“Ala commanders are always Romans. I know him well.”
“Good. Whom will you select to go?”
“Me. I always trust myself best.”
“Take the First Cohort with you.”
“Three centuries should be enough.” He stood up. “One of my centurions has a broken foot and another has some kind of bowel sickness. Another just retired and hasn’t been replaced yet. I’ll leave their centuries here.”
“Very well. Prepare for your trip.”
Carbo was almost at the door when Sabinus called after him.
“Commander?” he asked, turning.
“I need you, Carbo. Stay healthy.”
His huge face split in a grin. “Commander, I plan to die healthy.”
After a full hour with Trogus, Sabinus was still perplexed. He had assumed the man was a Romanized German, but that did not really seem appropriate garb to hang on him. Nonetheless, one could not maintain that he was a coarse-mouthed barbarian. He was too cultivated to be a forest-prowling Suebi, but too—too something—to be just another eager aspirant to Roman citizenship.
The two men, dressed in white tunics, reclined on couches in Sabinus’s living quarters and dined on smoked fish. Sabinus had decided to meet with Trogus here in the casual atmosphere of the Praetorium in the hope of reading his man more accurately. It had been a vain hope.
Sabinus gestured to one of the slaves, and he refilled the bronze goblets with the straw-colored wine from Latium that Sabinus favored.
“So you’re convinced that this Barovistus is determined on war?” Sabinus said.
“He hungers for these plump green fields.” Trogus set down his cup. “You must understand that the Suebi are bred to war. If Gaul were a desert, they would want that, too.”
There was a hint of pride in Trogus’s half-smile that Sabinus did not like.
“You are Suebi. Why are you different?”
Trogus vented a laugh that was unreadable. “I was meant for nobler efforts than spilling my entrails in a war for Gallic dirt.”
“How many men do you think he can gather to him?”

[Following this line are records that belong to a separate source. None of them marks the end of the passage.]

//! Payload serialization for endpoint invocations
//!
//! Serializers and deserializers are a closed set of variants, each carrying
//! the content type it produces or accepts.

pub mod npy;

use serde_json::Value;

use crate::error::{ClientError, Result};

pub const CONTENT_TYPE_CSV: &str = "text/csv";
pub const CONTENT_TYPE_JSON: &str = "application/json";
pub const CONTENT_TYPE_NPY: &str = "application/x-npy";
pub const CONTENT_TYPE_OCTET_STREAM: &str = "application/octet-stream";
pub const CONTENT_TYPE_TEXT: &str = "text/plain";

// ============================================================================
// Payloads
// ============================================================================

/// Dense row-major array of `f64`
#[derive(Debug, Clone, PartialEq)]
pub struct NdArray {
    shape: Vec<usize>,
    data: Vec<f64>,
}

/// Number of elements a shape holds, rejecting shapes that overflow `usize`
pub(crate) fn element_count(shape: &[usize]) -> Result<usize> {
    shape
        .iter()
        .try_fold(1usize, |count, &dim| count.checked_mul(dim))
        .ok_or_else(|| ClientError::Codec(format!("Shape {shape:?} is too large")))
}

impl NdArray {
    /// Creates an array, checking that `data` fills `shape`
    pub fn new(shape: Vec<usize>, data: Vec<f64>) -> Result<Self> {
        let expected = element_count(&shape)?;
        if expected != data.len() {
            return Err(ClientError::Codec(format!(
                "Shape {:?} needs {} values, got {}",
                shape,
                expected,
                data.len()
            )));
        }
        Ok(Self { shape, data })
    }

    /// One-dimensional array
    pub fn from_vec(data: Vec<f64>) -> Self {
        Self {
            shape: vec![data.len()],
            data,
        }
    }

    /// Two-dimensional array; every row must have the same length
    pub fn from_rows(rows: Vec<Vec<f64>>) -> Result<Self> {
        let width = rows.first().map(Vec::len).unwrap_or(0);
        if rows.iter().any(|row| row.len() != width) {
            return Err(ClientError::Codec("Ragged rows".to_string()));
        }
        let height = rows.len();
        Ok(Self {
            shape: vec![height, width],
            data: rows.into_iter().flatten().collect(),
        })
    }

    pub fn shape(&self) -> &[usize] {
        &self.shape
    }

    pub fn data(&self) -> &[f64] {
        &self.data
    }

    pub fn is_empty(&self) -> bool {
        self.data.is_empty()
    }

    /// Rows of a one- or two-dimensional array
    ///
    /// A vector is a single row.
    pub fn rows(&self) -> Result<Vec<&[f64]>> {
        match self.shape.as_slice() {
            [_] => Ok(vec![self.data.as_slice()]),
            [_, width] if *width > 0 => Ok(self.data.chunks(*width).collect()),
            [_, _] => Ok(Vec::new()),
            dims => Err(ClientError::Codec(format!(
                "Cannot lay out a {}-dimensional array as rows",
                dims.len()
            ))),
        }
    }
}

/// Request or response body for an endpoint invocation
#[derive(Debug, Clone, PartialEq)]
pub enum Payload {
    Bytes(Vec<u8>),
    Text(String),
    Json(Value),
    Array(NdArray),
    Csv(Vec<Vec<String>>),
    /// Undecoded body together with the content type it arrived with
    Stream {
        body: Vec<u8>,
        content_type: Option<String>,
    },
}

impl From<Value> for Payload {
    fn from(value: Value) -> Self {
        Self::Json(value)
    }
}

impl From<NdArray> for Payload {
    fn from(array: NdArray) -> Self {
        Self::Array(array)
    }
}

impl From<String> for Payload {
    fn from(text: String) -> Self {
        Self::Text(text)
    }
}

impl From<&str> for Payload {
    fn from(text: &str) -> Self {
        Self::Text(text.to_string())
    }
}

impl From<Vec<u8>> for Payload {
    fn from(bytes: Vec<u8>) -> Self {
        Self::Bytes(bytes)
    }
}

// ============================================================================
// Serializers
// ============================================================================

#[derive(Debug, Clone, Copy, PartialEq, Eq, Default)]
pub enum Serializer {
    Csv,
    Json,
    Npy,
    #[default]
    Raw,
}

impl Serializer {
    pub fn content_type(&self) -> &'static str {
        match self {
            Self::Csv => CONTENT_TYPE_CSV,
            Self::Json => CONTENT_TYPE_JSON,
            Self::Npy => CONTENT_TYPE_NPY,
            Self::Raw => CONTENT_TYPE_OCTET_STREAM,
        }
    }

    /// Encodes a payload into a request body
    pub fn encode(&self, payload: &Payload) -> Result<Vec<u8>> {
        match self {
            Self::Csv => encode_csv(payload),
            Self::Json => encode_json(payload),
            Self::Npy => encode_npy(payload),
            Self::Raw => match payload {
                Payload::Bytes(bytes) | Payload::Stream { body: bytes, .. } => Ok(bytes.clone()),
                Payload::Text(text) => Ok(text.clone().into_bytes()),
                other => Err(unsupported("raw", other)),
            },
        }
    }
}

fn encode_csv(payload: &Payload) -> Result<Vec<u8>> {
    let mut writer = csv::WriterBuilder::new()
        .has_headers(false)
        .terminator(csv::Terminator::Any(b'\n'))
        .from_writer(Vec::new());

    match payload {
        Payload::Array(array) => {
            if array.is_empty() {
                return Err(ClientError::Codec("Cannot serialize empty array".to_string()));
            }
            for row in array.rows()? {
                writer
                    .write_record(row.iter().map(f64::to_string))
                    .map_err(codec_error)?;
            }
        }
        Payload::Csv(rows) => {
            if rows.is_empty() {
                return Err(ClientError::Codec("Cannot serialize empty array".to_string()));
            }
            for row in rows {
                writer.write_record(row).map_err(codec_error)?;
            }
        }
        Payload::Json(Value::Array(items)) => {
            if items.is_empty() {
                return Err(ClientError::Codec("Cannot serialize empty array".to_string()));
            }
            let nested = items.iter().all(Value::is_array);
            if nested {
                for row in items.iter().filter_map(Value::as_array) {
                    writer
                        .write_record(row.iter().map(json_scalar))
                        .map_err(codec_error)?;
                }
            } else {
                writer
                    .write_record(items.iter().map(json_scalar))
                    .map_err(codec_error)?;
            }
        }
        Payload::Text(text) => return Ok(text.clone().into_bytes()),
        other => return Err(unsupported("csv", other)),
    }

    let mut bytes = writer
        .into_inner()
        .map_err(|e| ClientError::Codec(e.to_string()))?;
    if bytes.last() == Some(&b'\n') {
        bytes.pop();
    }
    Ok(bytes)
}

fn encode_json(payload: &Payload) -> Result<Vec<u8>> {
    let value = match payload {
        Payload::Json(value) => value.clone(),
        Payload::Array(array) => match array.rows()?.as_slice() {
            [row] if array.shape().len() == 1 => Value::from(row.to_vec()),
            rows => Value::from(rows.iter().map(|r| r.to_vec()).collect::<Vec<_>>()),
        },
        Payload::Csv(rows) => Value::from(rows.clone()),
        Payload::Text(text) => return Ok(text.clone().into_bytes()),
        other => return Err(unsupported("json", other)),
    };
    serde_json::to_vec(&value).map_err(codec_error)
}

fn encode_npy(payload: &Payload) -> Result<Vec<u8>> {
    match payload {
        Payload::Array(array) => npy::encode(array),
        Payload::Json(value) => npy::encode(&array_from_json(value)?),
        other => Err(unsupported("npy", other)),
    }
}

// ============================================================================
// Deserializers
// ============================================================================

#[derive(Debug, Clone, Copy, PartialEq, Eq, Default)]
pub enum Deserializer {
    Csv,
    Json,
    Npy,
    #[default]
    Bytes,
    Text,
    Stream,
}

impl Deserializer {
    /// Content type requested through the `Accept` header
    pub fn accept(&self) -> &'static str {
        match self {
            Self::Csv => CONTENT_TYPE_CSV,
            Self::Json => CONTENT_TYPE_JSON,
            Self::Npy => CONTENT_TYPE_NPY,
            Self::Text => CONTENT_TYPE_TEXT,
            Self::Bytes | Self::Stream => CONTENT_TYPE_OCTET_STREAM,
        }
    }

    /// Decodes a response body
    ///
    /// `Npy` also understands CSV and JSON bodies, picked by `content_type`;
    /// any other media type is rejected.
    pub fn decode(&self, body: Vec<u8>, content_type: Option<&str>) -> Result<Payload> {
        match self {
            Self::Csv => decode_csv(&body),
            Self::Json => serde_json::from_slice(&body)
                .map(Payload::Json)
                .map_err(codec_error),
            Self::Npy => match media_type(content_type) {
                Some(CONTENT_TYPE_CSV) => {
                    let rows = parse_csv(&body)?
                        .into_iter()
                        .map(|row| {
                            row.iter()
                                .map(|v| v.trim().parse::<f64>().map_err(codec_error))
                                .collect::<Result<Vec<_>>>()
                        })
                        .collect::<Result<Vec<_>>>()?;
                    NdArray::from_rows(rows).map(Payload::Array)
                }
                Some(CONTENT_TYPE_JSON) => {
                    let value: Value = serde_json::from_slice(&body).map_err(codec_error)?;
                    array_from_json(&value).map(Payload::Array)
                }
                None | Some(CONTENT_TYPE_NPY) => npy::decode(&body).map(Payload::Array),
                Some(other) => Err(ClientError::Codec(format!(
                    "content_type must be one of CSV, JSON, NPY, got {other}"
                ))),
            },
            Self::Bytes => Ok(Payload::Bytes(body)),
            Self::Text => String::from_utf8(body)
                .map(Payload::Text)
                .map_err(codec_error),
            Self::Stream => Ok(Payload::Stream {
                body,
                content_type: content_type.map(str::to_string),
            }),
        }
    }
}

fn decode_csv(body: &[u8]) -> Result<Payload> {
    parse_csv(body).map(Payload::Csv)
}

fn parse_csv(body: &[u8]) -> Result<Vec<Vec<String>>> {
    csv::ReaderBuilder::new()
        .has_headers(false)
        .flexible(true)
        .from_reader(body)
        .records()
        .map(|record| {
            record
                .map(|r| r.iter().map(str::to_string).collect())
                .map_err(codec_error)
        })
        .collect()
}

// ============================================================================
// Helpers
// ============================================================================

/// `text/csv; charset=utf-8` becomes `text/csv`
fn media_type(content_type: Option<&str>) -> Option<&str> {
    content_type.map(|ct| ct.split(';').next().unwrap_or(ct).trim())
}

fn array_from_json(value: &Value) -> Result<NdArray> {
    let number = |v: &Value| {
        v.as_f64()
            .ok_or_else(|| ClientError::Codec(format!("Not a number: {v}")))
    };

    match value {
        Value::Array(items) if items.iter().all(Value::is_array) && !items.is_empty() => {
            let rows = items
                .iter()
                .filter_map(Value::as_array)
                .map(|row| row.iter().map(number).collect::<Result<Vec<_>>>())
                .collect::<Result<Vec<_>>>()?;
            NdArray::from_rows(rows)
        }
        Value::Array(items) => items
            .iter()
            .map(number)
            .collect::<Result<Vec<_>>>()
            .map(NdArray::from_vec),
        other => Err(ClientError::Codec(format!("Expected a JSON array, got {other}"))),
    }
}

fn json_scalar(value: &Value) -> String {
    match value {
        Value::String(s) => s.clone(),
        other => other.to_string(),
    }
}

fn unsupported(codec: &str, payload: &Payload) -> ClientError {
    let kind = match payload {
        Payload::Bytes(_) => "bytes",
        Payload::Text(_) => "text",
        Payload::Json(_) => "json",
        Payload::Array(_) => "array",
        Payload::Csv(_) => "csv rows",
        Payload::Stream { .. } => "stream",
    };
    ClientError::Codec(format!("The {codec} serializer cannot encode a {kind} payload"))
}

fn codec_error(e: impl std::fmt::Display) -> ClientError {
    ClientError::Codec(e.to_string())
}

“I’d estimate he can have at his command—within a month—two thousand warriors.”
“That’s less than five cohorts.”
“Don’t be so relieved,” Trogus said with that annoying half-smile. “Two thousand armed Suebi cannot be judged in Roman terms.”
“Then how should I judge them?”
Trogus shrugged but said nothing.
“Are all of them battle-hardened fighters?”
“Oh no. Many are surely young and untested. But isn’t that true of your men as well?”
Sabinus eased back down and draped his arm over the end cushion on the couch. “Would you be willing to return to the other side of the river to verify all this?”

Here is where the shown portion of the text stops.